From: Lukas Wagner <l.wagner@proxmox.com>
To: Proxmox Datacenter Manager development discussion
<pdm-devel@lists.proxmox.com>,
Dominik Csapak <d.csapak@proxmox.com>
Subject: Re: [pdm-devel] [PATCH proxmox-datacenter-manager v5 2/6] remote tasks: add background task for task polling, use new task cache
Date: Thu, 3 Jul 2025 10:05:47 +0200 [thread overview]
Message-ID: <4226966c-dd23-4bcf-9ecf-2f129bf1a07b@proxmox.com> (raw)
In-Reply-To: <112a7d67-79c3-4d23-bee7-8b1d02140104@proxmox.com>
On 2025-05-14 17:27, Dominik Csapak wrote:
>> +
>> +/// Tick interval for the remote task fetching task.
>> +/// This is also the rate at which we check on tracked tasks.
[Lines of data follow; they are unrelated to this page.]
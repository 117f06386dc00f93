//! Test discovery.
//!
//! Every sub-directory of the tests root is one test case, named after the
//! directory. Cases are returned sorted by name, which is the order results are
//! reported in.

use crate::error::LoadError;
use std::collections::BTreeSet;
use std::path::{Path, PathBuf};

/// The default directory holding one sub-directory per test case.
pub const DEFAULT_TESTS_DIR: &str = "tests";

/// One discovered test directory.
#[derive(Debug, Clone, PartialEq, Eq)]
pub struct TestCase {
    /// Directory name, unique within a run.
    pub name: String,
    pub dir: PathBuf,
    /// Names of the regular files in `dir`.
    pub files: BTreeSet<String>,
}

impl TestCase {
    /// Snapshot the file listing of a test directory.
    pub fn from_dir(dir: &Path) -> Result<Self, LoadError> {
        let io_err = |source: std::io::Error| LoadError::Io {
            path: dir.to_path_buf(),
            source,
        };

        let mut files = BTreeSet::new();
        for entry in std::fs::read_dir(dir).map_err(io_err)? {
            let entry = entry.map_err(io_err)?;
            let file_name = entry.file_name();
            if entry.path().is_file()
                && let Some(name) = file_name.to_str()
            {
                files.insert(name.to_string());
            }
        }

        let name = dir
            .file_name()
            .map(|n| n.to_string_lossy().into_owned())
            .unwrap_or_else(|| dir.display().to_string());

        Ok(Self {
            name,
            dir: dir.to_path_buf(),
            files,
        })
    }
}

/// Find all test cases under `root`, sorted by name.
pub fn discover(root: &Path) -> Result<Vec<TestCase>, LoadError> {
    if !root.is_dir() {
        return Err(LoadError::MissingRoot(root.to_path_buf()));
    }

    let mut dirs = Vec::new();
    let entries = std::fs::read_dir(root).map_err(|source| LoadError::Io {
        path: root.to_path_buf(),
        source,
    })?;
    for entry in entries {
        let entry = entry.map_err(|source| LoadError::Io {
            path: root.to_path_buf(),
            source,
        })?;
        let path = entry.path();
        if path.is_dir() {
            dirs.push(path);
        }
    }
    dirs.sort();

    dirs.iter().map(|dir| TestCase::from_dir(dir)).collect()
}

/// Which discovered tests to execute.
#[derive(Debug, Clone, Default, PartialEq, Eq)]
pub enum Selection {
    #[default]
    All,
    /// Run only the named tests.
    Only(Vec<String>),
    /// Run everything except the named tests.
    Skip(Vec<String>),
}

impl Selection {
    /// Build from the `--run` / `--skip` lists; `--run` wins if both are given.
    pub fn from_lists(run: Vec<String>, skip: Vec<String>) -> Self {
        if !run.is_empty() {
            Selection::Only(run)
        } else if !skip.is_empty() {
            Selection::Skip(skip)
        } else {
            Selection::All
        }
    }

    /// Keep the selected cases, preserving their order.
    pub fn apply(&self, cases: Vec<TestCase>) -> Vec<TestCase> {
        match self {
            Selection::All => cases,
            Selection::Only(names) => cases
                .into_iter()
                .filter(|c| names.contains(&c.name))
                .collect(),
            Selection::Skip(names) => cases
                .into_iter()
                .filter(|c| !names.contains(&c.name))
                .collect(),
        }
    }

    /// Names given on the command line that match no discovered test.
    pub fn unknown_names<'a>(&'a self, cases: &[TestCase]) -> Vec<&'a str> {
        let names = match self {
            Selection::All => return Vec::new(),
            Selection::Only(names) | Selection::Skip(names) => names,
        };
        names
            .iter()
            .filter(|name| !cases.iter().any(|c| &c.name == *name))
            .map(String::as_str)
            .collect()
    }
}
>> +const TASK_REFRESH_INTERVAL: Duration = Duration::from_secs(10);
>> +
>> +/// Interval in seconds at which to fetch the newest tasks from remotes (if there is no tracked
>> +/// task for this remote).
>> +const REGULAR_REFRESH_INTERVAL: Duration = Duration::from_secs(600);
>
> imho those two are confusingly documented, if 'REGULAR_..' is used
> for the normal interval, why does 'TASK_REFRE..' say its used too for that?
>
I'll make sure to phrase it a bit more clear. Thanks!
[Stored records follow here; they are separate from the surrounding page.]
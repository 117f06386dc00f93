mod command;
mod compare;
mod diff;
mod error;
mod executor;
mod fixture;
mod loader;
mod report;
mod runner;
mod settings;

use clap::{Arg, ArgAction, CommandFactory, FromArgMatches, Parser};
use compare::CompareMode;
use loader::Selection;
use report::OutputFormat;
use runner::RunConfig;
use settings::{DEFAULT_EXECUTABLE, SETTINGS_FILENAME, Settings};
use std::ffi::OsString;
use std::path::PathBuf;
use std::time::Duration;
use tracing_subscriber::{EnvFilter, fmt, layer::SubscriberExt, util::SubscriberInitExt};

#[derive(Parser)]
#[command(name = "dirtest")]
#[command(about = "Run an executable against fixture directories and check its output")]
#[command(version, disable_version_flag = true)]
struct Cli {
    /// Run only the named tests
    #[arg(short, long, num_args = 1.., value_name = "NAME", conflicts_with = "skip")]
    run: Vec<String>,
    /// Run every test except the named ones
    #[arg(short, long, num_args = 1.., value_name = "NAME")]
    skip: Vec<String>,
    /// Program under test (overrides the settings file)
    #[arg(long)]
    executable: Option<String>,
    /// Timeout per test in seconds [default: 30]
    #[arg(long, value_parser = clap::value_parser!(u64).range(1..))]
    timeout: Option<u64>,
    /// Output comparison policy [default: exact]
    #[arg(long, value_enum)]
    compare: Option<CompareMode>,
    /// Directory holding one sub-directory per test
    #[arg(long, default_value = loader::DEFAULT_TESTS_DIR)]
    tests_dir: PathBuf,
    /// Settings file
    #[arg(long, default_value = SETTINGS_FILENAME)]
    settings: PathBuf,
    /// Output format
    #[arg(short, long, value_enum, default_value = "human")]
    output: OutputFormat,
    /// Show debug logging
    #[arg(long)]
    verbose: bool,
}

/// Accept the single-dash `-help` spelling as the first argument.
fn legacy_help_flag(mut args: Vec<OsString>) -> Vec<OsString> {
    if args.get(1).is_some_and(|arg| arg == "-help") {
        args[1] = OsString::from("--help");
    }
    args
}

fn parse_cli() -> Cli {
    let args = legacy_help_flag(std::env::args_os().collect());

    let matches = Cli::command()
        .arg(
            Arg::new("version")
                .short('v')
                .long("version")
                .action(ArgAction::Version)
                .help("Print version"),
        )
        .get_matches_from(args);

    Cli::from_arg_matches(&matches).unwrap_or_else(|e| e.exit())
}

/// Logs go to stderr so stdout carries only the report.
fn init_logging(verbose: bool) {
    let filter = EnvFilter::try_from_default_env().unwrap_or_else(|_| {
        EnvFilter::new(if verbose {
            "dirtest=debug,warn"
        } else {
            "dirtest=info,warn"
        })
    });

    tracing_subscriber::registry()
        .with(filter)
        .with(
            fmt::layer()
                .with_writer(std::io::stderr)
                .with_target(false)
                .compact(),
        )
        .init();
}

/// Merge settings file and command line, the command line winning.
fn resolve_config(cli: &Cli) -> RunConfig {
    let (settings, problem) = match settings::load_settings(&cli.settings) {
        Ok(settings) => (settings, None),
        Err(e) => (Settings::default(), Some(e.to_string())),
    };

    if cli.executable.is_none() && settings.executable.is_none() {
        let reason = problem
            .unwrap_or_else(|| format!("no executable in {}", cli.settings.display()));
        tracing::warn!("{reason}; using default executable {DEFAULT_EXECUTABLE}");
    }
    let executable = cli
        .executable
        .clone()
        .unwrap_or_else(|| settings.executable().to_string());

    if cli.timeout.is_none() && settings.timeout == Some(0) {
        tracing::warn!(
            "timeout of 0 in {} ignored; using {}s",
            cli.settings.display(),
            executor::DEFAULT_TIMEOUT.as_secs()
        );
    }

    RunConfig {
        executable,
        timeout: cli
            .timeout
            .map(Duration::from_secs)
            .or(settings.timeout())
            .unwrap_or(executor::DEFAULT_TIMEOUT),
        compare: cli.compare.or(settings.compare).unwrap_or_default(),
    }
}

fn main() {
    let cli = parse_cli();
    init_logging(cli.verbose);

    let config = resolve_config(&cli);

    let cases = match loader::discover(&cli.tests_dir) {
        Ok(cases) => cases,
        Err(e) => {
            eprintln!("Error finding tests: {e}");
            std::process::exit(1);
        }
    };

    let selection = Selection::from_lists(cli.run, cli.skip);
    for name in selection.unknown_names(&cases) {
        tracing::warn!("no test named {name:?} in {}", cli.tests_dir.display());
    }
    let cases = selection.apply(cases);
    tracing::debug!(
        tests = cases.len(),
        executable = %config.executable,
        timeout = ?config.timeout,
        compare = ?config.compare,
        "starting run"
    );

    let summary = match runner::run_tests(&cases, &config) {
        Ok(summary) => summary,
        Err(e) => {
            eprintln!("Internal runner error: {e}");
            std::process::exit(2);
        }
    };

    match report::render(&summary, cli.output) {
        Ok(out) => print!("{out}"),
        Err(e) => {
            eprintln!("Failed to render report: {e}");
            std::process::exit(2);
        }
    }
}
>> +/// Number of cycles until a regular refresh.
>> +const REGULAR_REFRESH_CYCLES: u64 =
>> + REGULAR_REFRESH_INTERVAL.as_secs() / TASK_REFRESH_INTERVAL.as_secs();
>> +
>> +/// Check if we want to rotate once every hour.
>
> commas are important, one can read this sentence in two ways:
>
> Check if we want to rotate, once every hour
> or
> Check if want to (rotate once every hour) (brackets for clarity)
>
> IMHO a better way to write that is:
>
> Check once every hour if we want to rotate.
Ack
>
>> +const CHECK_ROTATE_INTERVAL: Duration = Duration::from_secs(3600);
>> +/// Number of cycles before we want to check if we should rotate the task archives.
>> +const CHECK_ROTATE_CYCLES: u64 = CHECK_ROTATE_INTERVAL.as_secs() / TASK_REFRESH_INTERVAL.as_secs();
>> +
>> +/// Rotate once the most recent archive file is at least 24 hour old.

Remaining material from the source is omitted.